* **Dataset content**:
►
//! Xcode developer-tools queries: developer root, SDK discovery and the
//! toolchain environment derived from them.

use super::{run_checked, CommandRunner, CommandSpec};
use crate::error::{BuildError, Result};
use crate::models::{BuildConfig, SdkSelection, ToolchainEnv};
use once_cell::sync::Lazy;
use regex::Regex;
use std::path::{Path, PathBuf};

pub const XCODE_SELECT: &str = "xcode-select";
pub const XCODEBUILD: &str = "xcodebuild";

/// Relative to the developer root.
const XCODE_TOOLCHAIN: &str = "Toolchains/XcodeDefault.xctoolchain";

static SDK_VERSION_REGEX: Lazy<Regex> = Lazy::new(|| {
    Regex::new(r"(\d+(?:\.\d+)*)$").expect("Invalid SDK version regex")
});

/// Active developer directory (`xcode-select --print-path`).
pub fn developer_root<R: CommandRunner + ?Sized>(runner: &R) -> Result<PathBuf> {
    let spec = CommandSpec::new(XCODE_SELECT).arg("--print-path").captured();
    let output = run_checked(runner, &spec)?;
    Ok(PathBuf::from(output.stdout.trim()))
}

/// Pick the SDK identifier out of `xcodebuild -showsdks` output.
///
/// Lines are matched by plain (case-sensitive) substring; the identifier is
/// the last whitespace-separated token of the chosen line.
///
/// With `HighestVersion`, any identifier with a parseable version outranks
/// one without; among equal versions (or when none parse) the later line wins.
pub fn select_sdk_identifier(listing: &str, platform: &str, selection: SdkSelection) -> Result<String> {
    let matches: Vec<&str> = listing.lines().filter(|line| line.contains(platform)).collect();

    let chosen = match selection {
        SdkSelection::LastListed => matches.last().copied(),
        SdkSelection::HighestVersion => matches
            .iter()
            .enumerate()
            .max_by_key(|(idx, line)| (last_token(line).and_then(sdk_version), *idx))
            .map(|(_, line)| *line),
    };

    chosen
        .and_then(last_token)
        .map(str::to_string)
        .ok_or_else(|| BuildError::NotFound(format!("an SDK matching '{}'", platform)))
}

fn last_token(line: &str) -> Option<&str> {
    line.split_whitespace().last()
}

/// Dotted version at the end of an SDK identifier (`iphoneos10.3` -> `[10, 3]`).
pub fn sdk_version(identifier: &str) -> Option<Vec<u32>> {
    let caps = SDK_VERSION_REGEX.captures(identifier)?;
    caps[1].split('.').map(|part| part.parse::<u32>().ok()).collect()
}

/// Resolve the filesystem path of the SDK selected for `platform`.
pub fn resolve_sdk_path<R: CommandRunner + ?Sized>(
    runner: &R,
    platform: &str,
    selection: SdkSelection,
) -> Result<PathBuf> {
    let listing = run_checked(runner, &CommandSpec::new(XCODEBUILD).arg("-showsdks").captured())?;
    let sdk = select_sdk_identifier(&listing.stdout, platform, selection)?;
    log::debug!("[Xcode] Selected SDK '{}' ({})", sdk, selection);

    let spec = CommandSpec::new(XCODEBUILD)
        .args(["-version", "-sdk", sdk.as_str(), "Path"])
        .captured();
    let output = run_checked(runner, &spec)?;
    let path = output.stdout.trim();
    if path.is_empty() {
        return Err(BuildError::NotFound(format!("a filesystem path for SDK '{}'", sdk)));
    }
    log::info!("[Xcode] SDK path: {}", path);
    Ok(PathBuf::from(path))
}

/// Compiler and linker flags shared by CFLAGS, CXXFLAGS and LDFLAGS.
pub fn toolchain_flags(min_os_version: &str, archs: &[String], sdk_path: &Path) -> String {
    let mut flags = vec![format!("-miphoneos-version-min={}", min_os_version)];
    for arch in archs {
        flags.push("-arch".to_string());
        flags.push(arch.clone());
    }
    flags.push("-isysroot".to_string());
    flags.push(sdk_path.to_string_lossy().into_owned());
    flags.join(" ")
}

/// Build the child-process toolchain environment for `config`.
///
/// Returns the environment together with the resolved SDK path.
pub fn toolchain_env<R: CommandRunner + ?Sized>(
    runner: &R,
    config: &BuildConfig,
) -> Result<(ToolchainEnv, PathBuf)> {
    let dev_root = developer_root(runner)?;
    let toolchain_bin = dev_root.join(XCODE_TOOLCHAIN).join("usr/bin");
    let sdk_path = resolve_sdk_path(runner, &config.sdk_platform, config.sdk_selection)?;

    let env = ToolchainEnv {
        cc: toolchain_bin.join("clang"),
        cxx: toolchain_bin.join("clang++"),
        flags: toolchain_flags(&config.min_os_version, &config.archs, &sdk_path),
    };
    Ok((env, sdk_path))
}

#[cfg(test)]
mod tests {
    use super::*;

    const LISTING: &str = "\
iOS SDKs:
\tiOS 9.3                       \t-sdk iphoneos9.3
\tiOS 10.0                      \t-sdk iphoneos10.0

iOS Simulator SDKs:
\tSimulator - iOS 10.0          \t-sdk iphonesimulator10.0
";

    #[test]
    fn test_last_listed_picks_last_match() {
        let id = select_sdk_identifier(LISTING, "iphoneos", SdkSelection::LastListed).unwrap();
        assert_eq!(id, "iphoneos10.0");
    }

    #[test]
    fn test_highest_version_ignores_listing_order() {
        let listing = "iOS 10.0 -sdk iphoneos10.0\niOS 9.3 -sdk iphoneos9.3\n";
        let last = select_sdk_identifier(listing, "iphoneos", SdkSelection::LastListed).unwrap();
        let highest = select_sdk_identifier(listing, "iphoneos", SdkSelection::HighestVersion).unwrap();
        assert_eq!(last, "iphoneos9.3");
        assert_eq!(highest, "iphoneos10.0");
    }

    #[test]
    fn test_highest_version_falls_back_to_listing_order_on_ties() {
        let listing = "a -sdk iphoneos\nb -sdk iphoneos-beta\n";
        let id = select_sdk_identifier(listing, "iphoneos", SdkSelection::HighestVersion).unwrap();
        assert_eq!(id, "iphoneos-beta");
    }

    #[test]
    fn test_highest_version_prefers_versioned_over_later_unversioned() {
        let listing = "iOS 9.3 -sdk iphoneos9.3\niOS beta -sdk iphoneos-beta\n";
        let id = select_sdk_identifier(listing, "iphoneos", SdkSelection::HighestVersion).unwrap();
        assert_eq!(id, "iphoneos9.3");
    }

    #[test]
    fn test_highest_version_equal_versions_take_later_line() {
        let listing = "a -sdk iphoneos-a10.0\nb -sdk iphoneos-b10.0\nc -sdk iphoneos9.3\n";
        let id = select_sdk_identifier(listing, "iphoneos", SdkSelection::HighestVersion).unwrap();
        assert_eq!(id, "iphoneos-b10.0");
    }

    #[test]
    fn test_no_match_is_not_found() {
        let err = select_sdk_identifier(LISTING, "appletvos", SdkSelection::LastListed).unwrap_err();
        assert!(matches!(err, BuildError::NotFound(_)));
    }

    #[test]
    fn test_matching_is_case_sensitive() {
        let err = select_sdk_identifier(LISTING, "IPHONEOS", SdkSelection::LastListed).unwrap_err();
        assert!(matches!(err, BuildError::NotFound(_)));
    }

    #[test]
    fn test_sdk_version_parsing() {
        assert_eq!(sdk_version("iphoneos10.3"), Some(vec![10, 3]));
        assert_eq!(sdk_version("10.0"), Some(vec![10, 0]));
        assert_eq!(sdk_version("iphoneos"), None);
    }

    #[test]
    fn test_toolchain_flags_layout() {
        let flags = toolchain_flags(
            "6.0",
            &["armv7".to_string(), "arm64".to_string()],
            Path::new("/sdk/iPhoneOS.sdk"),
        );
        assert_eq!(
            flags,
            "-miphoneos-version-min=6.0 -arch armv7 -arch arm64 -isysroot /sdk/iPhoneOS.sdk"
        );
    }
}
◄
* **Directions for this task**: A single number is required: the count of lines in the records that include the string "BuildError".

* **Solution for this exercise**: 5